You could say, "Insurgents shot at our State Department officials, and the Blackwater people were contracted to protect them, so what's the problem? When the insurgents stop shooting at us, Blackwater can stop shooting back." You could say that if you missed the fundamental issue involved, namely that whereas American military personnel are accountable for their actions in Iraq, to the military and ultimately to the American people, individual contractors are not. All we can do is cancel an entire contract, and that won't happen because the security companies have too many friends in the Bush Administration. Worse, our government has not permitted their puppet government in Iraq to hold military contractors to Iraqi justice. So without any investigation of the shooting having begun, everybody in Iraq had to know that the contractors involved would never pay a price, even if they had knowingly mowed down unarmed citizens in a deliberate massacre. It wouldn't matter.
Since I knew the puppet government in Iraq couldn't try these guys, it never occurred to me that they might get away with booting them out of the country altogether. It will be interesting to see if the order sticks.
I don't know about the rest of you, but this news gives me hope. I want to relish that hope. I want to savor every drop of it. Therefore I will indulge in fantasies, dreaming of the great news to come that may have just been heralded.
It might be that this is the first of many such bannings. Blackwater could be banned from Afghanistan. Then, countries where Blackwater isn't working now could ban Blackwater from working there in the future. Then, countries where Blackwater might never work anyway might ban Blackwater from passage through them. The result could be that Blackwater could be stuck operating entirely in the United States.

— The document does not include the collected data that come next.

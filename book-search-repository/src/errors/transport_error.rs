//! Transport error types.

use thiserror::Error;

/// The HTTP call could not be completed.
#[derive(Error, Debug, Clone, PartialEq, Eq)]
pub enum TransportError {
    /// The request could not be sent or its response could not be read.
    #[error("Request error: {0}")]
    Request(String),

    /// The configured timeout elapsed before the engine answered.
    #[error("Request timed out: {0}")]
    Timeout(String),

    /// A caller-supplied deadline expired and the call was abandoned.
    #[error("Request cancelled")]
    Cancelled,
}

impl TransportError {
    /// Create a request error.
    pub fn request(msg: impl Into<String>) -> Self {
        Self::Request(msg.into())
    }

    /// Create a timeout error.
    pub fn timeout(msg: impl Into<String>) -> Self {
        Self::Timeout(msg.into())
    }
}
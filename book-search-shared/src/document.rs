//! The document written to and removed from the search engine.

use serde::{Deserialize, Serialize};

/// A book record as stored in the search engine.
///
/// Serialized verbatim as the body of an index write, so the wire field names
/// (`id`, `book_name`, `description`) are part of the engine contract.
#[derive(Debug, Clone, PartialEq, Eq, Serialize, Deserialize)]
pub struct IndexedDocument {
    /// Identifier of the book, also used as the engine document id.
    pub id: i64,
    /// Display name of the book.
    #[serde(rename = "book_name")]
    pub name: String,
    /// Free-text description of the book.
    pub description: String,
}

impl IndexedDocument {
    /// Create a new document.
    pub fn new(id: i64, name: impl Into<String>, description: impl Into<String>) -> Self {
        Self {
            id,
            name: name.into(),
            description: description.into(),
        }
    }
}
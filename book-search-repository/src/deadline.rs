//! Caller-supplied deadlines.
//!
//! Client operations are plain futures; running one under a deadline drops
//! the outstanding HTTP call when the deadline passes.

use std::future::Future;

use tokio::time::{timeout_at, Instant};

use crate::errors::{SearchError, TransportError};

/// Run a client operation, abandoning it once `deadline` passes.
///
/// # Returns
///
/// * The operation's own result if it finishes in time
/// * `Err(SearchError::Transport(TransportError::Cancelled))` otherwise
///
/// # Example
///
/// ```ignore
/// let deadline = Instant::now() + Duration::from_millis(250);
/// let ids = with_deadline(deadline, client.search_by_fields("java", 10, 1)).await?;
/// ```
pub async fn with_deadline<T, F>(deadline: Instant, operation: F) -> Result<T, SearchError>
where
    F: Future<Output = Result<T, SearchError>>,
{
    match timeout_at(deadline, operation).await {
        Ok(result) => result,
        Err(_) => Err(TransportError::Cancelled.into()),
    }
}
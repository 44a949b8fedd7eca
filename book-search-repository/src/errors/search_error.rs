//! Search error types.
//!
//! This module defines the error returned by every public client operation.

use thiserror::Error;

use super::{DecodeError, OperationError, TransportError};

/// Errors that can occur during book search operations.
#[derive(Error, Debug, Clone, PartialEq)]
pub enum SearchError {
    /// The HTTP call could not be completed.
    #[error("Transport error: {0}")]
    Transport(#[from] TransportError),

    /// The engine rejected the request.
    #[error("Operation error: {0}")]
    Operation(#[from] OperationError),

    /// The engine rejected a deletion.
    #[error("Failed to delete index entry: {0}")]
    DeleteFailed(OperationError),

    /// The engine accepted the request but its response could not be decoded.
    #[error("Decode error: {0}")]
    Decode(#[from] DecodeError),

    /// Failed to serialize a request body.
    #[error("Serialization error: {0}")]
    Serialization(String),

    /// The client configuration is unusable.
    #[error("Invalid configuration: {0}")]
    InvalidConfig(String),
}

impl SearchError {
    /// Create a serialization error.
    pub fn serialization(msg: impl Into<String>) -> Self {
        Self::Serialization(msg.into())
    }

    /// Create an invalid configuration error.
    pub fn invalid_config(msg: impl Into<String>) -> Self {
        Self::InvalidConfig(msg.into())
    }

    /// The HTTP status of an engine-rejected request.
    pub fn status_code(&self) -> Option<u16> {
        match self {
            Self::Operation(err) | Self::DeleteFailed(err) => Some(err.status_code),
            _ => None,
        }
    }

    /// Whether a caller-supplied deadline cut the call short.
    pub fn is_cancelled(&self) -> bool {
        matches!(self, Self::Transport(TransportError::Cancelled))
    }
}
//! # Book Search Repository
//!
//! This crate provides the client used to index, delete, count and search book
//! records in an OpenSearch/Elasticsearch-compatible engine. It includes the
//! endpoint, query and response handling, the error taxonomy, and a transport
//! implementation built on the OpenSearch client.

pub mod client;
pub mod config;
pub mod deadline;
pub mod decoder;
pub mod endpoint;
pub mod errors;
pub mod interfaces;
pub mod opensearch;
pub mod outcome;

pub use client::BookSearchClient;
pub use config::ClientConfig;
pub use deadline::with_deadline;
pub use errors::{DecodeError, OperationError, SearchError, TransportError};
pub use interfaces::{EngineReply, EngineRequest, EngineTransport, HttpMethod};
pub use crate::opensearch::OpenSearchTransport;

That done, the American people might wake up and come seriously face to face with the reality that the only remaining reason for Blackwater's continued existence is to wait in the wings until the scheduled roundup of undesirable Americans and facilitate their shuttling off to the concentration camps. And having witnessed the banning of Blackwater in the entire rest of the world, they might get the cajones to do it themselves, right here in the freedom-loving U.S. of A.
What's that? It can't happen? Americans won't get their rocks until the day comes they can tell Iraq from Afghanistan on a map? Hey, don't rain on my dream.
I'm not done. If the Iraqis, who don't even have a real government, can tell Blackwater to shove off, anything is possible. Americans could see straight to try the board and management for treason. They could elect a really good president.
The emerging testes could even affect us here in Seattle. Seattleites might realize they've been irresponsible to allow the MID Yellowjackets, unaccountable hired vigilantes, to force poor people to conform to the selfish greedy whims of the megacorporations that control the Downtown Seattle Association.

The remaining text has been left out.